The two required parameters to `image_saver_callback(...)` are the Keras `model` and an `output_directory` to periodically save weight images to. By default, `keras_weight_animator` saves layer weights every 100 batches to `output_directory` as PNGs in folders named `epoch_XXX-layer_NAME-weights_YY`. Once training is complete, you can optionally create short animated video clips from the image sequences saved in `output_directory` using [`bin/create_image_sequence.sh](bin/create_image_sequence.sh) path/to/output_directory`. This will use `parallel`, `mogrify`, and `ffmpeg` to create a `.mp4` from the image sequences located in each folder of `output_directory`. Video files will be named like `epoch_XXX-layer_NAME-weights_YY.mp4`. You can run this script automatically from your training script by passing the `render_videos=True` parameter to `image_saver_callback(...)`.

## Optional Parameters

`weight_image_sequences(...)` takes a variety of optional keyword arguments.

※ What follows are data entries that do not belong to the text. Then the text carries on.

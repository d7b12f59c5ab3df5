//! Sync error types.

/// Errors that can occur while talking to the remote restaurant service.
#[derive(Debug)]
pub enum SyncError {
    /// Failed to reach the server (connection refused, DNS, timeout).
    RequestError(String),
    /// Server answered with a non-success status.
    ServerStatus(u16),
    /// Response body could not be decoded.
    DecodeError(String),
}

impl std::fmt::Display for SyncError {
    fn fmt(&self, f: &mut std::fmt::Formatter<'_>) -> std::fmt::Result {
        match self {
            SyncError::RequestError(e) => write!(f, "Request failed: {}", e),
            SyncError::ServerStatus(status) => {
                write!(f, "Server returned status {}", status)
            }
            SyncError::DecodeError(e) => write!(f, "Failed to decode response: {}", e),
        }
    }
}

impl std::error::Error for SyncError {}
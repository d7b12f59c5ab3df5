mod restaurant;
mod settings;

pub use restaurant::{Location, Photo, Restaurant, RestaurantDraft, ValidationError};
pub use settings::{Language, Settings, Theme};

- `epoch_interval` (default=`1`): Save weight images every `epoch_interval` epochs. Saves weights every epoch by default, but you may want to change this if you are training for lots of epochs.
- `batch_interval` (default=`100`): Save weight images every `batch_interval` batches. `batch_interval=1` would save weights for every batch.
- `cmap` (default='gray'): [Matplotlib color map](http://matplotlib.org/users/colormaps.html) name. I recommend trying some diverging color maps, especially `RdBu`.
- `render_videos` (default=`False`): Optionally make a system call to `create_image_sequences.sh ` at the end of `model.fit()` (using the Keras `on_train_end(...)` function internally). Setting this to `True` will automagically render `.mp4` videos for you (watch the console for errors).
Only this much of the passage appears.